- _Supplied material_:
------------------------------------------------------------------------
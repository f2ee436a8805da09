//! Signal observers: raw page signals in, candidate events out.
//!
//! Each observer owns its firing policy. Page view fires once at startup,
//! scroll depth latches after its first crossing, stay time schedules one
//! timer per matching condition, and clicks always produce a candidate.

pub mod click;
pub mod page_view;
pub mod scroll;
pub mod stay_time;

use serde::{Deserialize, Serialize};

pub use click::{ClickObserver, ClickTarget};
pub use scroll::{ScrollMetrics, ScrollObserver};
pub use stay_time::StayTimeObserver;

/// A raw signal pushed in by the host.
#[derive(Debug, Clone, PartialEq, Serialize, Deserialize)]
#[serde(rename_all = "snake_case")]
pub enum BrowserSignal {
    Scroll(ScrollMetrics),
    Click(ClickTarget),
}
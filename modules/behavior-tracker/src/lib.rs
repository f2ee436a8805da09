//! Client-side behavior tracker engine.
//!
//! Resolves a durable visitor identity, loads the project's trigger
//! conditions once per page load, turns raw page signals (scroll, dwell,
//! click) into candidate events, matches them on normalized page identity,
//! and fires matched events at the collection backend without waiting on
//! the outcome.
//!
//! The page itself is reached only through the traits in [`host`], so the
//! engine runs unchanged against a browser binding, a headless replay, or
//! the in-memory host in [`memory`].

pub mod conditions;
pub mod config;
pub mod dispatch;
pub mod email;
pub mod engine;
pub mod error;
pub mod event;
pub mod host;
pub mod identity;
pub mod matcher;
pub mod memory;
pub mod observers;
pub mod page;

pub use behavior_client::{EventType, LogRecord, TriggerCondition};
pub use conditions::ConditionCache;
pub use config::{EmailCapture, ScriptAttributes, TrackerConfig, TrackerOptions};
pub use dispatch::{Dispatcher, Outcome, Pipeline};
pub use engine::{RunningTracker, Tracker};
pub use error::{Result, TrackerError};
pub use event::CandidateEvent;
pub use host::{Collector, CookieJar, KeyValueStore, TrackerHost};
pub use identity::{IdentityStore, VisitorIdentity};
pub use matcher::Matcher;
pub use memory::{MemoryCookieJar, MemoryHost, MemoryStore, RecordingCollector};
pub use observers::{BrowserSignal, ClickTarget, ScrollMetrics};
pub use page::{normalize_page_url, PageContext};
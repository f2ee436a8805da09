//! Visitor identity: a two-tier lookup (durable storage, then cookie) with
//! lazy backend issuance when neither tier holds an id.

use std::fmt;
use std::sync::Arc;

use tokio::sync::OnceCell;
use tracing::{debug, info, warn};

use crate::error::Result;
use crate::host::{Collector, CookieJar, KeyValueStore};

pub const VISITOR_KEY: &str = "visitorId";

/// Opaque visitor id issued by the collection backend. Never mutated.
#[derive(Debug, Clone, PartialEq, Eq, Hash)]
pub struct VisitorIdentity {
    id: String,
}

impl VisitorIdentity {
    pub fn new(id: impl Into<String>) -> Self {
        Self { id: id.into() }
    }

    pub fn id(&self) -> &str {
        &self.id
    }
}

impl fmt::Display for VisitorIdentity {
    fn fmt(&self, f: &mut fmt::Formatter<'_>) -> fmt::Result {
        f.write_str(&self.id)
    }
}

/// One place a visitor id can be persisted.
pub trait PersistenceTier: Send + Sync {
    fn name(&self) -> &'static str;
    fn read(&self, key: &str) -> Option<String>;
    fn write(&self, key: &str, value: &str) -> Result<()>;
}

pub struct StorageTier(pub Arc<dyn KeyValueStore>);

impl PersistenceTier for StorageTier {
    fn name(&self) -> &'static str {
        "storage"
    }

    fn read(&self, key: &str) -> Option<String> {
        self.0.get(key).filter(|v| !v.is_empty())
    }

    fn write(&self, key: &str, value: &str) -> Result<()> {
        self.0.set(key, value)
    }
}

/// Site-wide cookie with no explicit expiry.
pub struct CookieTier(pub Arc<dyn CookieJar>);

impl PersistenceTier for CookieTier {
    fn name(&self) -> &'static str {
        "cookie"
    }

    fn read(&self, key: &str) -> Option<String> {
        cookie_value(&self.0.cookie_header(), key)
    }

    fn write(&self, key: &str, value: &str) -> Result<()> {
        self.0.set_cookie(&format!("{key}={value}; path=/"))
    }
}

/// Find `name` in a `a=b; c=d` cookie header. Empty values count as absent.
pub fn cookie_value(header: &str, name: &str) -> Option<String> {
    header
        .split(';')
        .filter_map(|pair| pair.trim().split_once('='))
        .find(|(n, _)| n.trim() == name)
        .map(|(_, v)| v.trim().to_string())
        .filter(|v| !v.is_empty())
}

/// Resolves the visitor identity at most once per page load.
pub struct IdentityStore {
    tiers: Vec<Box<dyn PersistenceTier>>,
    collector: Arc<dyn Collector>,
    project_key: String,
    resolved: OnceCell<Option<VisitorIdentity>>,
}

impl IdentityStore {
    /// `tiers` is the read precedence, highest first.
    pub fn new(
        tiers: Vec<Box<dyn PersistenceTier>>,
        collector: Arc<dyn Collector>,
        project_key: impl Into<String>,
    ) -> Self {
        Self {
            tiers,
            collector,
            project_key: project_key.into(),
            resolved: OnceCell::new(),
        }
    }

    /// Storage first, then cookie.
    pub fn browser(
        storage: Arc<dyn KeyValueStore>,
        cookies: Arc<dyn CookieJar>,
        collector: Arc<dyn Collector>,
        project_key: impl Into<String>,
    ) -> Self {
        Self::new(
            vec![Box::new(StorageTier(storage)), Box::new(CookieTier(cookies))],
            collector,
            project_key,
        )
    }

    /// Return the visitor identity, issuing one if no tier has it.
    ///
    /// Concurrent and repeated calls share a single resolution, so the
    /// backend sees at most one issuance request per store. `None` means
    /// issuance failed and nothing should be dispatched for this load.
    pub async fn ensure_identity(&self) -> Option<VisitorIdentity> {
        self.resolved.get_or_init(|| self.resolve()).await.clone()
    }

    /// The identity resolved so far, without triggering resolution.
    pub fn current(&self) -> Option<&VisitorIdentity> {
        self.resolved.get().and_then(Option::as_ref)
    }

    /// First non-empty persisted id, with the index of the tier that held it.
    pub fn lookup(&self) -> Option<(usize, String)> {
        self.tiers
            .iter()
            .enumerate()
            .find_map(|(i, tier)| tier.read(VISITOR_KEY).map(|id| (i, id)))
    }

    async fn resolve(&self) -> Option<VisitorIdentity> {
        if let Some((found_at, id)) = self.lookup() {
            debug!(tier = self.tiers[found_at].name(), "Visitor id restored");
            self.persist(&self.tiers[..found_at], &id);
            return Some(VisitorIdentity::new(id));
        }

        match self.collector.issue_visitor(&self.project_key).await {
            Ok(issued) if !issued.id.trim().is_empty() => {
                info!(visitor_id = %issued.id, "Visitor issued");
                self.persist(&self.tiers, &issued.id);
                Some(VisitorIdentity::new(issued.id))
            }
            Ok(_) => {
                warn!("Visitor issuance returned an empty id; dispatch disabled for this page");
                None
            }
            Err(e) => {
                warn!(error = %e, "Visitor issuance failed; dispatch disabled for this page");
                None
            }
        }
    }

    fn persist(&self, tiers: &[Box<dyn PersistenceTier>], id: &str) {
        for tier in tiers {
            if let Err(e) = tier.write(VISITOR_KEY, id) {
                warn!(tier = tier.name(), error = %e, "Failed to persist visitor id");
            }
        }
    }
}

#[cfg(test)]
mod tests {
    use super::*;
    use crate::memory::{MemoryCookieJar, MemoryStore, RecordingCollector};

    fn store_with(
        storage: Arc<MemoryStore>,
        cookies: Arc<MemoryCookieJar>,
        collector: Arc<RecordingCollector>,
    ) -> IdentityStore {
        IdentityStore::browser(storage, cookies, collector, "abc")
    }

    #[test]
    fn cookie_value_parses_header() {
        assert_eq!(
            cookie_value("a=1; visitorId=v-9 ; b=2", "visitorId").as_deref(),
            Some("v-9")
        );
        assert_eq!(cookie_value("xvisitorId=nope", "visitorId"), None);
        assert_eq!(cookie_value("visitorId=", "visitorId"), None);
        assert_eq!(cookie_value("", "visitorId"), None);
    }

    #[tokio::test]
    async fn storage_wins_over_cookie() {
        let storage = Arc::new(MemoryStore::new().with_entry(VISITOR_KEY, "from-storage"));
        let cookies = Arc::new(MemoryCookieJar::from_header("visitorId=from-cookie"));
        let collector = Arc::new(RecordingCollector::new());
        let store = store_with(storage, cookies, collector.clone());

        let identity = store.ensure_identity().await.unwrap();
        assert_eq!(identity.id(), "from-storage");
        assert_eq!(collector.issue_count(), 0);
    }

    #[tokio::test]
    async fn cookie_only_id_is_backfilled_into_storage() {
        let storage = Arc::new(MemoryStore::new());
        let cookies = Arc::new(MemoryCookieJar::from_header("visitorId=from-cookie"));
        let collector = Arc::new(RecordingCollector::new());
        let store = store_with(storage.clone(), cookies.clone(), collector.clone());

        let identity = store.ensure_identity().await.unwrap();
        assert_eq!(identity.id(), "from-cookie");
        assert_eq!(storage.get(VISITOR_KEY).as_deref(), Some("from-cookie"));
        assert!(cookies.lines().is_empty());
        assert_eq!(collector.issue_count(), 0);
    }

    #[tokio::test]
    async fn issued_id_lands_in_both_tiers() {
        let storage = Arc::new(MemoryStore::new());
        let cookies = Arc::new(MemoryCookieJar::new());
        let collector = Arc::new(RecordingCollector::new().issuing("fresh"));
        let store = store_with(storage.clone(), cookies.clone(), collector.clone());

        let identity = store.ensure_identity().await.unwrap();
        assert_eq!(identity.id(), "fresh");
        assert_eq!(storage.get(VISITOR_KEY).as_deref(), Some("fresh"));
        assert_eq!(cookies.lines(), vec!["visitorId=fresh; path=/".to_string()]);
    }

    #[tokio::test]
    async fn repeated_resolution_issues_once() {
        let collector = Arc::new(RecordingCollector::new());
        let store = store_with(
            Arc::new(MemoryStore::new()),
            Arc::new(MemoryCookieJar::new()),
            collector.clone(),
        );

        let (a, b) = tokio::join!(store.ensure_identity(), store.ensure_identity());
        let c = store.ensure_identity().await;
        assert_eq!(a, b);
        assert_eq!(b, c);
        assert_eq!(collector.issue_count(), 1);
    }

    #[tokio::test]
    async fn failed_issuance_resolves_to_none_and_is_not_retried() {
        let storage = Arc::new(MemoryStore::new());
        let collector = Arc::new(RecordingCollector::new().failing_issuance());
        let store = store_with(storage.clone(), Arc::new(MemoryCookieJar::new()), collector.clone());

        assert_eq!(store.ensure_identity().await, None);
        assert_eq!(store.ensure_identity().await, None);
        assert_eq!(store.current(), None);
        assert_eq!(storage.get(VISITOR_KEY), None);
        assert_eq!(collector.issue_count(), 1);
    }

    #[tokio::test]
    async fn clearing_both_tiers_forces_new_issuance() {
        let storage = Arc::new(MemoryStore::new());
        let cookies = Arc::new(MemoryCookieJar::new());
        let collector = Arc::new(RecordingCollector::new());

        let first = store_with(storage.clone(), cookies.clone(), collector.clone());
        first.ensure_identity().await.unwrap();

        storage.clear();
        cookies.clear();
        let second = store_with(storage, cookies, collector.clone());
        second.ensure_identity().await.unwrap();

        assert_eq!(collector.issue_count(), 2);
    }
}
------------------------------------------------------------------------
- _What to work on_:
Find the word "crate" in the entries, and copy every line it shows up in.

- _Expected answer_:
use crate::error::Result;
use crate::host::{Collector, CookieJar, KeyValueStore};
    use crate::memory::{MemoryCookieJar, MemoryStore, RecordingCollector};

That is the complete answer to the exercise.